How hackers get a bad name (a few bad apples)

Jay Leiderman
By: Jay Leiderman
January 08 2015

Opinion: How My Mom Got Hacked

Hackers: “My mother received the ransom note on the Tuesday before Thanksgiving. It popped up on her computer screen soon after she’d discovered that all of her files had been locked. ‘Your files are encrypted,’ it announced. ‘To get the key to decrypt files you have to pay 500 USD.’ If my mother failed to pay within a week, the price would go up to $1,000. After that, her decryption key would be destroyed and any chance of accessing the 5,726 files on her PC – all of her data – would be lost forever.”

The above quote describes “ransomware” software. It gets into your computer via a Trojan and encrypts files in the background. Once the computer files are encrypted, the “bad guys” ask for money to decrypt the files.

One big problem that we see over and over in cases where, for example, a hacktivist is charged with a politically motivated intrusion, is the stigma of “hackers.” The very mention of the word conjures up images of the guy who tricked grandma out of $5,000.00 because she fell for an email saying that you were trapped in Spain with no money. Or of a creepy guy who spies on women through their surreptitiously awakened laptop cameras. Of course, hackers that trade in credit cards are the worst of the bunch in terms of the public image of hackers.

So no one seems to realize that the people who make Apple OS 8 out of OS 7 are hackers. THE people who make the technology in your car better model by model – you guessed it – hackers.

Indeed, the etymology of the term hacker is significantly less ominous than what it has come to mean. It originated with the tech model railroad club at MIT. A “hack” involved making your model train better in some way, perhaps making it faster, have lights, etc. Each year a prize was awarded for the coolest “hack.” Raymond, Eric (25 August 2000). “The Early Hackers”. A Brief History of Hackerdom. Thyrsus Enterprises.

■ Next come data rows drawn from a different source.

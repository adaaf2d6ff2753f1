//! In-memory fakes for the signing seams

use std::path::Path;
use std::sync::Mutex;

use async_trait::async_trait;

use crate::error::{Result, SigningError};
use crate::identity::SigningIdentity;
use crate::options::{FlatOptions, SignOptions, SignPlatform};
use crate::security::SecurityTool;
use crate::signer::ExternalSigner;

/// [`SecurityTool`] that serves a fixed identity list and records calls
#[derive(Debug, Default)]
pub struct FakeSecurity {
    identities: Vec<SigningIdentity>,
    fail_create: bool,
    calls: Mutex<Vec<String>>,
}

impl FakeSecurity {
    pub fn with_identities(identities: Vec<SigningIdentity>) -> Self {
        Self {
            identities,
            ..Default::default()
        }
    }

    /// A tool whose `create_keychain` always fails
    pub fn failing_create() -> Self {
        Self {
            fail_create: true,
            ..Default::default()
        }
    }

    /// Calls made so far, as `"<command> <keychain>"`
    pub fn calls(&self) -> Vec<String> {
        self.calls
            .lock()
            .unwrap_or_else(|poisoned| poisoned.into_inner())
            .clone()
    }

    fn record(&self, call: String) {
        self.calls
            .lock()
            .unwrap_or_else(|poisoned| poisoned.into_inner())
            .push(call);
    }
}

#[async_trait]
impl SecurityTool for FakeSecurity {
    async fn create_keychain(&self, keychain: &str, _password: &str) -> Result<()> {
        self.record(format!("create-keychain {}", keychain));
        if self.fail_create {
            return Err(SigningError::Keychain("create-keychain failed".to_string()));
        }
        Ok(())
    }

    async fn unlock_keychain(&self, keychain: &str, _password: &str) -> Result<()> {
        self.record(format!("unlock-keychain {}", keychain));
        Ok(())
    }

    async fn set_keychain_settings(&self, keychain: &str) -> Result<()> {
        self.record(format!("set-keychain-settings {}", keychain));
        Ok(())
    }

    async fn import(&self, keychain: &str, p12: &Path, _password: &str) -> Result<()> {
        self.record(format!("import {} {}", keychain, p12.display()));
        Ok(())
    }

    async fn delete_keychain(&self, keychain: &str) -> Result<()> {
        self.record(format!("delete-keychain {}", keychain));
        Ok(())
    }

    async fn find_identities(&self, keychain: Option<&str>) -> Result<Vec<SigningIdentity>> {
        self.record(format!("find-identity {}", keychain.unwrap_or("default")));
        Ok(self.identities.clone())
    }
}

/// [`ExternalSigner`] that records every invocation
#[derive(Debug, Default)]
pub struct RecordingSigner {
    signed: Mutex<Vec<SignOptions>>,
    flattened: Mutex<Vec<FlatOptions>>,
    /// Failure reasons, for one platform or for every platform when `None`
    fail_sign: Vec<(Option<SignPlatform>, String)>,
}

impl RecordingSigner {
    /// A signer whose `sign` fails with the given reason
    pub fn failing(reason: impl Into<String>) -> Self {
        Self {
            fail_sign: vec![(None, reason.into())],
            ..Default::default()
        }
    }

    /// Also fail `sign` for `platform` with the given reason
    pub fn failing_for(mut self, platform: SignPlatform, reason: impl Into<String>) -> Self {
        self.fail_sign.push((Some(platform), reason.into()));
        self
    }

    pub fn signed(&self) -> Vec<SignOptions> {
        self.signed
            .lock()
            .unwrap_or_else(|poisoned| poisoned.into_inner())
            .clone()
    }

    pub fn flattened(&self) -> Vec<FlatOptions> {
        self.flattened
            .lock()
            .unwrap_or_else(|poisoned| poisoned.into_inner())
            .clone()
    }
}

#[async_trait]
impl ExternalSigner for RecordingSigner {
    async fn sign(&self, options: &SignOptions) -> Result<()> {
        self.signed
            .lock()
            .unwrap_or_else(|poisoned| poisoned.into_inner())
            .push(options.clone());
        let failure = self
            .fail_sign
            .iter()
            .find(|(platform, _)| platform.map_or(true, |p| p == options.platform));
        match failure {
            Some((_, reason)) => Err(SigningError::ToolFailed {
                tool: "codesign".to_string(),
                reason: reason.clone(),
            }),
            None => Ok(()),
        }
    }

    async fn flat(&self, options: &FlatOptions) -> Result<()> {
        self.flattened
            .lock()
            .unwrap_or_else(|poisoned| poisoned.into_inner())
            .push(options.clone());
        Ok(())
    }
}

Making a better train, or a better version of Windows OS is hardly what people think of when they contemplate what a hacker is, but that is exactly what 99% of hackers are. They take things and make them better. Hackers experiment. They have scientific curiosity. They aren’t the guy messing up your credit or scamming your grandma. Sadly, however, that is the image that hackers have taken on.

In our society of one-size-fits-all laws for hacking, this is quite the problem. For several years now, I’ve referred to this as “horse and buggy laws in a jet plane society.” The laws no longer fit the crimes. This is one of the emerging tech issues that courts will have to deal with. As a defense attorney, this will call for employing technology in criminal defense. If the crime is a tech crime, it is up to us to describe how different versions of hacking are, well, different. Going forward, this will be vital.

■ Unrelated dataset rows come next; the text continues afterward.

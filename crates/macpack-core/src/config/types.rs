//! Configuration types

use serde::{Deserialize, Serialize};
use std::fmt;
use std::path::PathBuf;

use crate::target::TargetSet;

/// Main configuration for macpack
#[derive(Debug, Clone, Default, Serialize, Deserialize)]
#[serde(default)]
pub struct Config {
    /// Human-facing product name; also the `.app` bundle name
    pub product_name: String,

    /// Package name used for suggested artifact names (defaults to the product name)
    pub name: Option<String>,

    /// Application version (semver)
    pub version: String,

    /// Requested distribution targets
    pub targets: TargetSet,

    /// Compression preference for disk images and archives
    pub compression: Compression,

    /// Directory layout
    pub directories: DirectoriesConfig,

    /// Options for the direct-distribution variant
    pub mac: MacOptions,

    /// Options for the Mac App Store variant, layered over `mac`
    pub mas: MacOptions,

    /// Operator-supplied signing overrides
    pub sign: SignOverrides,

    /// Signing credentials
    pub signing: CredentialsConfig,
}

impl Config {
    /// Name used for suggested artifact names
    pub fn artifact_name(&self) -> &str {
        self.name
            .as_deref()
            .filter(|n| !n.is_empty())
            .unwrap_or(&self.product_name)
    }

    /// Effective options for the App Store variant
    pub fn mas_options(&self) -> MacOptions {
        self.mac.merged_with(&self.mas)
    }
}

/// Compression preference
#[derive(Debug, Clone, Copy, PartialEq, Eq, Default, Serialize, Deserialize)]
#[serde(rename_all = "lowercase")]
pub enum Compression {
    #[default]
    Normal,
    /// No compression
    Store,
    Maximum,
}

impl Compression {
    pub fn as_str(&self) -> &'static str {
        match self {
            Self::Normal => "normal",
            Self::Store => "store",
            Self::Maximum => "maximum",
        }
    }
}

impl fmt::Display for Compression {
    fn fmt(&self, f: &mut fmt::Formatter<'_>) -> fmt::Result {
        f.write_str(self.as_str())
    }
}

/// Directory layout, relative to the project directory
#[derive(Debug, Clone, Serialize, Deserialize)]
#[serde(default)]
pub struct DirectoriesConfig {
    /// Build resources (icons, entitlements, backgrounds)
    pub build_resources: PathBuf,

    /// Output directory for packaged artifacts
    pub output: PathBuf,

    /// Prebuilt application bundle to package
    pub app: Option<PathBuf>,
}

impl Default for DirectoriesConfig {
    fn default() -> Self {
        Self {
            build_resources: PathBuf::from("build"),
            output: PathBuf::from("dist"),
            app: None,
        }
    }
}

/// Per-variant macOS options
#[derive(Debug, Clone, Default, PartialEq, Eq, Serialize, Deserialize)]
#[serde(default)]
pub struct MacOptions {
    /// Signing identity name, without the certificate class prefix
    pub identity: Option<String>,

    /// Primary entitlements file
    pub entitlements: Option<PathBuf>,

    /// Entitlements inherited by nested code
    pub entitlements_inherit: Option<PathBuf>,

    /// Disk image icon
    pub icon: Option<PathBuf>,

    /// Disk image background
    pub background: Option<PathBuf>,

    /// Disk image overrides
    pub dmg: DmgOptions,
}

impl MacOptions {
    /// Layer `overlay` over `self`; values set in the overlay win
    pub fn merged_with(&self, overlay: &MacOptions) -> MacOptions {
        MacOptions {
            identity: overlay.identity.clone().or_else(|| self.identity.clone()),
            entitlements: overlay
                .entitlements
                .clone()
                .or_else(|| self.entitlements.clone()),
            entitlements_inherit: overlay
                .entitlements_inherit
                .clone()
                .or_else(|| self.entitlements_inherit.clone()),
            icon: overlay.icon.clone().or_else(|| self.icon.clone()),
            background: overlay.background.clone().or_else(|| self.background.clone()),
            dmg: DmgOptions {
                title: overlay.dmg.title.clone().or_else(|| self.dmg.title.clone()),
                icon_size: overlay.dmg.icon_size.or(self.dmg.icon_size),
                format: overlay.dmg.format.clone().or_else(|| self.dmg.format.clone()),
            },
        }
    }
}

/// Disk image overrides
#[derive(Debug, Clone, Default, PartialEq, Eq, Serialize, Deserialize)]
#[serde(default)]
pub struct DmgOptions {
    /// Volume title
    pub title: Option<String>,

    /// Icon size in points
    pub icon_size: Option<u32>,

    /// hdiutil image format (UDBZ, UDZO, UDRO, ...)
    pub format: Option<String>,
}

/// Operator-supplied signing overrides.
///
/// These take precedence over computed signing options, except `platform` and
/// `keychain` which are always computed.
#[derive(Debug, Clone, Default, PartialEq, Eq, Serialize, Deserialize)]
#[serde(default)]
pub struct SignOverrides {
    pub identity: Option<String>,
    pub entitlements: Option<PathBuf>,
    pub entitlements_inherit: Option<PathBuf>,
    pub hardened_runtime: Option<bool>,
    pub gatekeeper_assess: Option<bool>,
    pub platform: Option<String>,
    pub keychain: Option<String>,
}

/// Signing credential locators from configuration
#[derive(Clone, Default, PartialEq, Eq, Serialize, Deserialize)]
#[serde(default)]
pub struct CredentialsConfig {
    /// Path or URL of the application signing certificate (.p12)
    pub cert_link: Option<String>,

    /// Password for `cert_link`
    pub cert_password: Option<String>,

    /// Path or URL of the installer certificate (.p12)
    pub installer_link: Option<String>,

    /// Password for `installer_link`
    pub installer_password: Option<String>,
}

impl fmt::Debug for CredentialsConfig {
    fn fmt(&self, f: &mut fmt::Formatter<'_>) -> fmt::Result {
        f.debug_struct("CredentialsConfig")
            .field("cert_link", &self.cert_link)
            .field("cert_password", &self.cert_password.as_ref().map(|_| "***"))
            .field("installer_link", &self.installer_link)
            .field(
                "installer_password",
                &self.installer_password.as_ref().map(|_| "***"),
            )
            .finish()
    }
}

#[cfg(test)]
mod tests {
    use super::*;
    use crate::target::BuildTarget;

    #[test]
    fn test_default_config() {
        let config = Config::default();
        assert_eq!(config.targets.as_slice(), &[BuildTarget::Default]);
        assert_eq!(config.compression, Compression::Normal);
        assert_eq!(config.directories.build_resources, PathBuf::from("build"));
        assert_eq!(config.directories.output, PathBuf::from("dist"));
    }

    #[test]
    fn test_artifact_name_falls_back_to_product_name() {
        let mut config = Config {
            product_name: "My App".to_string(),
            ..Default::default()
        };
        assert_eq!(config.artifact_name(), "My App");

        config.name = Some("my-app".to_string());
        assert_eq!(config.artifact_name(), "my-app");

        config.name = Some(String::new());
        assert_eq!(config.artifact_name(), "My App");
    }

    #[test]
    fn test_mas_options_overlay() {
        let config = Config {
            mac: MacOptions {
                identity: Some("Acme".to_string()),
                entitlements: Some(PathBuf::from("mac.plist")),
                icon: Some(PathBuf::from("icon.icns")),
                ..Default::default()
            },
            mas: MacOptions {
                entitlements: Some(PathBuf::from("mas.plist")),
                ..Default::default()
            },
            ..Default::default()
        };

        let mas = config.mas_options();
        assert_eq!(mas.identity.as_deref(), Some("Acme"));
        assert_eq!(mas.entitlements, Some(PathBuf::from("mas.plist")));
        assert_eq!(mas.icon, Some(PathBuf::from("icon.icns")));
    }

    #[test]
    fn test_credentials_debug_redacted() {
        let creds = CredentialsConfig {
            cert_link: Some("/certs/app.p12".to_string()),
            cert_password: Some("hunter2".to_string()),
            ..Default::default()
        };
        let debug = format!("{:?}", creds);
        assert!(debug.contains("/certs/app.p12"));
        assert!(!debug.contains("hunter2"));
    }

    #[test]
    fn test_deserialize_toml() {
        let toml_str = r#"
product_name = "App"
version = "1.2.3"
targets = ["dmg", "zip"]
compression = "store"

[directories]
output = "out"

[mac]
identity = "Acme Corp"

[mac.dmg]
icon_size = 96

[sign]
hardened_runtime = true
"#;
        let config: Config = toml::from_str(toml_str).unwrap();
        assert_eq!(config.product_name, "App");
        assert_eq!(config.compression, Compression::Store);
        assert_eq!(config.directories.output, PathBuf::from("out"));
        assert_eq!(config.directories.build_resources, PathBuf::from("build"));
        assert_eq!(config.mac.dmg.icon_size, Some(96));
        assert_eq!(config.sign.hardened_runtime, Some(true));
        assert_eq!(config.targets.len(), 2);
    }
}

“Is there any other way to get rid of it besides paying the ransom? No — it appears to be technologically impossible for anyone to decrypt your files once CryptoWall 2.0 has locked them. (My mother had several I.T. professionals try.)

“But should you really be handing money over to a bunch of criminals? According to the Internet Crime Complaint Center, a partnership between the F.B.I. and the National White Collar Crime Center, this answer is also no. “Ransomware messages are an attempt to extort money,” one public service announcement helpfully explains. “If you have received a ransomware message do not follow payment instructions and file a complaint.” Right. But that won’t get you your files back. Which is why the Sheriff’s Office of Dickson County, Tenn., recently paid a CryptoWall ransom to unlock 72,000 autopsy reports, witness statements, crime scene photographs and other documents.

“Finally, can law enforcement at least do something to stop these attacks in the future? Probably not. Many ransomware viruses originate in Russia and other former Soviet bloc countries. The main difficulty in stopping cybercriminals isn’t finding them, but getting foreign governments to cooperate and extradite them.

“By the time my mom called to ask for my help, it was already Day 6 and the clock was ticking. (Literally — the virus comes with a countdown clock, ratcheting up the pressure to pay.) My father had already spent all week trying to convince her that losing six months of files wasn’t the end of the world (she had last backed up her computer in May). It was pointless to argue with her. She had thought through all of her options; she wanted to pay.”


“In addition to being criminals, these peddlers of ransomware are clearly businesspeople, skillfully appropriating all the tools of e-commerce. From branding (CryptoWall is a variant of a fearsome earlier virus called CryptoLocker, which was shut down last year) to determining what they can extort (ransomware hackers have tested the market with prices as low as $100 and as high as $800,000, which the city of Detroit refused to pay in order to have its database decrypted), these operators are, as Mr. Wisniewski put it, part of “a very mature, well-oiled capitalist machine.” It’s also an incredibly lucrative machine: Some experts estimate that CryptoLocker hackers cleared around $30 million in 100 days in 2013. And more than a million PCs worldwide have been hit with the CryptoWall virus.”